[RECORDS FOR THE TASK]
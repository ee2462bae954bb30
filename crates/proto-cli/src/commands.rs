//! Command handlers.
//!
//! Every handler returns the text to print, so the binary stays a thin
//! dispatcher and the handlers can be driven from tests.

use std::collections::BTreeSet;
use std::fmt::Write as _;
use std::path::{Path, PathBuf};

use anyhow::{Context as _, Result, bail};
use proto_model::{ComponentInstance, IdSource, RandomIds};
use proto_persistence::{
    CompositionLibrary, CompositionUpdate, FileStore, PersistenceError, PrototypeDocument,
    is_unmodified, load_document, save_document,
};
use proto_props::parse_value;
use proto_registry::ComponentRegistry;
use proto_tree::{DragSession, TreeEditor, render_outline};
use tracing::info;

use crate::cli::{
    ActionArgs, AddArgs, Command, DescribeArgs, DocumentArg, MoveArgs, NewArgs, PropsArgs,
    SaveArgs, SavedCommand, SavedIdArg, SetArgs, TargetArgs, TypesArgs, UnsetArgs, UpdateArgs,
    UseArgs,
};
use crate::config::Settings;
use crate::render::{
    actions_table, available_slots_table, panel_properties_table, properties_table, saved_table,
    slots_table, types_table,
};

/// Everything a command needs besides its own arguments.
pub struct Context {
    pub registry: ComponentRegistry,
    pub settings: Settings,
}

impl Context {
    /// Registry from `catalogue` (or the built-in one) plus settings.
    pub fn load(catalogue: Option<&Path>, settings: Settings) -> Result<Self> {
        let registry = match catalogue {
            Some(path) => ComponentRegistry::from_path(path)
                .with_context(|| format!("load catalogue {}", path.display()))?,
            None => ComponentRegistry::builtin().context("load built-in catalogue")?,
        };
        info!(types = registry.len(), "Loaded component registry");
        Ok(Self { registry, settings })
    }

    pub fn library_path(&self) -> PathBuf {
        self.settings.library_path()
    }

    fn editor(&self) -> TreeEditor<'_, RandomIds> {
        TreeEditor::with_ids(
            &self.registry,
            RandomIds::with_prefix(self.settings.editor.id_prefix.clone()),
        )
    }

    fn library(&self) -> Result<CompositionLibrary<FileStore>> {
        let store = FileStore::open(self.library_path()).map_err(friendly)?;
        Ok(CompositionLibrary::new(store))
    }
}

/// Run one command and return its output.
pub fn run(ctx: &Context, command: Command) -> Result<String> {
    match command {
        Command::Types(args) => run_types(ctx, &args),
        Command::Describe(args) => run_describe(ctx, &args),
        Command::New(args) => run_new(&args),
        Command::Tree(args) => run_tree(ctx, &args),
        Command::Add(args) => run_add(ctx, &args),
        Command::Remove(args) => run_remove(ctx, &args),
        Command::Duplicate(args) => run_duplicate(ctx, &args),
        Command::Move(args) => run_move(ctx, &args),
        Command::Set(args) => run_set(ctx, &args),
        Command::Unset(args) => run_unset(ctx, &args),
        Command::Action(args) => run_action(ctx, &args),
        Command::Props(args) => run_props(ctx, &args),
        Command::Saved(command) => match command {
            SavedCommand::List => run_saved_list(ctx),
            SavedCommand::Save(args) => run_saved_save(ctx, &args),
            SavedCommand::Use(args) => run_saved_use(ctx, &args),
            SavedCommand::Update(args) => run_saved_update(ctx, &args),
            SavedCommand::Delete(args) => run_saved_delete(ctx, &args),
        },
    }
}

pub fn run_types(ctx: &Context, args: &TypesArgs) -> Result<String> {
    if let Some(category) = &args.category
        && !ctx.registry.categories().iter().any(|c| c == category)
    {
        bail!(
            "unknown category '{category}' (known: {})",
            ctx.registry.categories().join(", ")
        );
    }
    Ok(types_table(&ctx.registry, args.category.as_deref()).to_string())
}

pub fn run_describe(ctx: &Context, args: &DescribeArgs) -> Result<String> {
    let definition = ctx.registry.require(&args.type_name)?;
    let mut out = String::new();
    writeln!(out, "{} ({})", definition.type_name, definition.category)?;
    if let Some(description) = &definition.description {
        writeln!(out, "{description}")?;
    }
    if definition.accepts_children {
        writeln!(out, "Accepts children.")?;
    }
    if definition.properties.is_empty() {
        writeln!(out, "\nNo properties.")?;
    } else {
        writeln!(out, "\n{}", properties_table(definition))?;
    }
    if !definition.slots.is_empty() {
        writeln!(out, "\n{}", slots_table(definition))?;
    }
    if let Some(dynamic) = &definition.dynamic_slots {
        write!(
            out,
            "\nSlots {}1..N follow the '{}' property",
            dynamic.prefix, dynamic.count_property
        )?;
        if let Some(max) = dynamic.max_count {
            write!(out, " (at most {max})")?;
        }
        if let Some(header) = &dynamic.header_property {
            write!(out, "; labels come from '{header}'")?;
        }
        writeln!(out, ".")?;
    }
    Ok(out)
}

pub fn run_new(args: &NewArgs) -> Result<String> {
    if args.file.exists() && !args.force {
        bail!(
            "{} already exists (use --force to overwrite)",
            args.file.display()
        );
    }
    let name = args.name.clone().unwrap_or_else(|| {
        args.file
            .file_stem()
            .map_or_else(|| "Untitled".to_string(), |s| s.to_string_lossy().into_owned())
    });
    let mut document = PrototypeDocument::new(name);
    store_document(&mut document, &args.file)?;
    Ok(format!("Created '{}' at {}", document.name, args.file.display()))
}

pub fn run_tree(ctx: &Context, args: &DocumentArg) -> Result<String> {
    let document = open_document(ctx, &args.file)?;
    let mut out = format!("{}\n", document.name);
    if document.components.is_empty() {
        out.push_str("(empty)\n");
        return Ok(out);
    }
    out.push_str(&render_outline(&document.components, &ctx.registry));

    let copies: Vec<_> = document
        .components
        .iter()
        .flat_map(ComponentInstance::preorder)
        .filter(|node| node.saved_composition_ref.is_some())
        .collect();
    if !copies.is_empty() {
        out.push_str("\nSaved-component copies:\n");
        for node in copies {
            let state = if is_unmodified(node) { "unmodified" } else { "modified" };
            writeln!(out, "  {} [{}] {state}", node.type_name, node.id)?;
        }
    }
    Ok(out)
}

pub fn run_add(ctx: &Context, args: &AddArgs) -> Result<String> {
    let mut document = open_document(ctx, &args.file)?;
    let mut editor = ctx.editor();
    let id = match &args.parent {
        Some(parent) => editor.insert_child(
            &mut document.components,
            parent,
            args.slot.as_deref(),
            &args.type_name,
        )?,
        None => editor.insert_root(&mut document.components, &args.type_name)?,
    };
    store_document(&mut document, &args.file)?;
    Ok(id.to_string())
}

pub fn run_remove(ctx: &Context, args: &TargetArgs) -> Result<String> {
    let mut document = open_document(ctx, &args.file)?;
    let Some(removed) = ctx.editor().delete(&mut document.components, &args.id) else {
        bail!("component {} not found in {}", args.id, args.file.display());
    };
    store_document(&mut document, &args.file)?;
    let count = removed.ids().count();
    Ok(format!(
        "Removed {} [{}] ({count} component{})",
        removed.type_name,
        removed.id,
        if count == 1 { "" } else { "s" }
    ))
}

pub fn run_duplicate(ctx: &Context, args: &TargetArgs) -> Result<String> {
    let mut document = open_document(ctx, &args.file)?;
    let id = ctx.editor().duplicate(&mut document.components, &args.id)?;
    store_document(&mut document, &args.file)?;
    Ok(id.to_string())
}

pub fn run_move(ctx: &Context, args: &MoveArgs) -> Result<String> {
    let mut document = open_document(ctx, &args.file)?;
    let editor = ctx.editor();
    let mut session = DragSession::start(args.dragged.clone());
    match (args.placement, args.offset) {
        (Some(placement), _) => {
            session.hover(args.target.clone(), placement);
        }
        (None, Some(offset)) => {
            session
                .hover_at(&editor, &document.components, &args.target, offset, args.height)
                .with_context(|| format!("in {}", args.file.display()))?;
        }
        (None, None) => bail!("give --placement or --offset"),
    }
    let placement = session.candidate().map(|candidate| candidate.placement);
    if !session.commit(&editor, &mut document.components)? {
        return Ok("Nothing to move".to_string());
    }
    store_document(&mut document, &args.file)?;
    Ok(match placement {
        Some(placement) => format!("Moved {} {placement} {}", args.dragged, args.target),
        None => format!("Moved {}", args.dragged),
    })
}

pub fn run_set(ctx: &Context, args: &SetArgs) -> Result<String> {
    let mut document = open_document(ctx, &args.file)?;
    let editor = ctx.editor();
    let value = {
        let scope = editor.scope(&document.components, &args.id)?;
        let definition = scope.definition_of(&args.property).with_context(|| {
            format!(
                "'{}' has no property '{}'",
                scope.definition.type_name, args.property
            )
        })?;
        parse_value(definition, &args.value)?
    };
    editor.set_property(&mut document.components, &args.id, &args.property, value.clone())?;
    store_document(&mut document, &args.file)?;
    Ok(format!("{}.{} = {value}", args.id, args.property))
}

pub fn run_unset(ctx: &Context, args: &UnsetArgs) -> Result<String> {
    let mut document = open_document(ctx, &args.file)?;
    let removed = ctx
        .editor()
        .clear_property(&mut document.components, &args.id, &args.property)?;
    if !removed {
        return Ok(format!("{}.{} was not set", args.id, args.property));
    }
    store_document(&mut document, &args.file)?;
    Ok(format!("Cleared {}.{}", args.id, args.property))
}

pub fn run_action(ctx: &Context, args: &ActionArgs) -> Result<String> {
    let mut document = open_document(ctx, &args.file)?;
    ctx.editor().set_action(
        &mut document.components,
        &args.id,
        &args.property,
        &args.description,
    )?;
    store_document(&mut document, &args.file)?;
    if args.description.trim().is_empty() {
        Ok(format!("Removed action note from {}.{}", args.id, args.property))
    } else {
        Ok(format!("Action note set on {}.{}", args.id, args.property))
    }
}

pub fn run_props(ctx: &Context, args: &PropsArgs) -> Result<String> {
    let document = open_document(ctx, &args.file)?;
    let editor = ctx.editor();
    let scope = editor.scope(&document.components, &args.id)?;
    if args.json {
        return Ok(serde_json::to_string_pretty(&scope.resolved_properties())?);
    }

    let panel = scope.panel();
    let mut out = format!("{} [{}]\n", panel.type_name, args.id);
    if panel.properties.is_empty() {
        out.push_str("No visible properties.\n");
    } else {
        writeln!(out, "{}", panel_properties_table(&panel.properties))?;
    }
    if !panel.layout.is_empty() {
        let parent = document
            .components
            .parent_type_of(&args.id)
            .unwrap_or_default();
        writeln!(out, "\nLayout (inside {parent})")?;
        writeln!(out, "{}", panel_properties_table(&panel.layout))?;
    }
    if !panel.actions.is_empty() {
        writeln!(out, "\nActions")?;
        writeln!(out, "{}", actions_table(&panel))?;
    }
    if !panel.slots.is_empty() {
        writeln!(out, "\nSlots")?;
        writeln!(out, "{}", available_slots_table(&panel.slots))?;
    }
    Ok(out)
}

pub fn run_saved_list(ctx: &Context) -> Result<String> {
    let entries = ctx.library()?.list().map_err(friendly)?;
    if entries.is_empty() {
        return Ok("No saved components.".to_string());
    }
    Ok(saved_table(&entries).to_string())
}

pub fn run_saved_save(ctx: &Context, args: &SaveArgs) -> Result<String> {
    let document = open_document(ctx, &args.file)?;
    let Some(instance) = document.components.find(&args.id) else {
        bail!("component {} not found in {}", args.id, args.file.display());
    };
    let saved = ctx
        .library()?
        .save(instance, &args.name, args.description.as_deref())
        .map_err(friendly)?;
    Ok(saved.id.to_string())
}

pub fn run_saved_use(ctx: &Context, args: &UseArgs) -> Result<String> {
    let mut document = open_document(ctx, &args.file)?;
    let mut ids = RandomIds::with_prefix(ctx.settings.editor.id_prefix.clone());
    let copy = ctx
        .library()?
        .instantiate(&args.saved, &mut || ids.next_component_id())
        .map_err(friendly)?
        .with_context(|| format!("no saved component {}", args.saved))?;
    let id = ctx.editor().insert_subtree(
        &mut document.components,
        args.parent.as_ref(),
        args.slot.as_deref(),
        copy,
    )?;
    store_document(&mut document, &args.file)?;
    Ok(id.to_string())
}

pub fn run_saved_update(ctx: &Context, args: &UpdateArgs) -> Result<String> {
    if args.name.is_none() && args.description.is_none() {
        bail!("nothing to update (give --name or --description)");
    }
    let update = CompositionUpdate {
        display_name: args.name.clone(),
        description: args.description.clone(),
    };
    let saved = ctx
        .library()?
        .update(&args.saved, update)
        .map_err(friendly)?
        .with_context(|| format!("no saved component {}", args.saved))?;
    Ok(format!("Updated '{}' [{}]", saved.display_name, saved.id))
}

pub fn run_saved_delete(ctx: &Context, args: &SavedIdArg) -> Result<String> {
    if !ctx.library()?.delete(&args.saved).map_err(friendly)? {
        bail!("no saved component {}", args.saved);
    }
    Ok(format!("Deleted {}", args.saved))
}

/// Load a document whose every component type is registered.
fn open_document(ctx: &Context, path: &Path) -> Result<PrototypeDocument> {
    let document = load_document(path).map_err(friendly)?;
    let unknown: BTreeSet<String> = document
        .components
        .roots
        .iter()
        .flat_map(ComponentInstance::preorder)
        .filter(|node| !ctx.registry.contains(&node.type_name))
        .map(|node| node.type_name.clone())
        .collect();
    if !unknown.is_empty() {
        let names: Vec<String> = unknown.into_iter().collect();
        bail!(
            "{} uses component types missing from the catalogue: {}",
            path.display(),
            names.join(", ")
        );
    }
    Ok(document)
}

fn store_document(document: &mut PrototypeDocument, path: &Path) -> Result<()> {
    save_document(document, path).map_err(friendly)
}

/// Wrap a persistence error with its user-facing message and hint.
fn friendly(error: PersistenceError) -> anyhow::Error {
    let message = match error.suggestion() {
        Some(hint) => format!("{} {hint}", error.user_message()),
        None => error.user_message(),
    };
    anyhow::Error::new(error).context(message)
}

[TASK TO CARRY OUT] Using the data above, count the lines that include "SavedIdArg" and write the number alone.

[FINISHED TASK] 2